Try it: With every line kept intact, print the entries that appear below.

::::::

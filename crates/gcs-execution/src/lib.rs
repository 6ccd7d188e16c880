//! The Tool Execution Manager: the single place a tool call passes
//! through on its way from "the LLM asked for this" to "here is the
//! result" — lookup, schema validation, approval, routing, and recording.

#![deny(unsafe_code)]
#![warn(missing_docs)]
#![deny(clippy::all)]
#![warn(unreachable_pub)]

mod approval;
mod error;
mod local;
mod manager;

pub use approval::{
    AlwaysDeny, ApprovalDecision, ApprovalGate, ApprovalHandler, ApprovalOutcome, ApprovalRequest,
    DEFAULT_APPROVAL_TIMEOUT,
};
pub use error::{ExecutionError, ExecutionResult};
pub use local::LocalToolHandler;
pub use manager::ExecutionManager;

::::::

Problem solution:
filename crates/gcs-execution/src/lib.rs
repository 6ccd7d188e16c880
//! The Tool Execution Manager: the single place a tool call passes
//! through on its way from "the LLM asked for this" to "here is the
//! result" — lookup, schema validation, approval, routing, and recording.

#![deny(unsafe_code)]
#![warn(missing_docs)]
#![deny(clippy::all)]
#![warn(unreachable_pub)]

mod approval;
mod error;
mod local;
mod manager;

pub use approval::{
    AlwaysDeny, ApprovalDecision, ApprovalGate, ApprovalHandler, ApprovalOutcome, ApprovalRequest,
    DEFAULT_APPROVAL_TIMEOUT,
};
pub use error::{ExecutionError, ExecutionResult};
pub use local::LocalToolHandler;
pub use manager::ExecutionManager;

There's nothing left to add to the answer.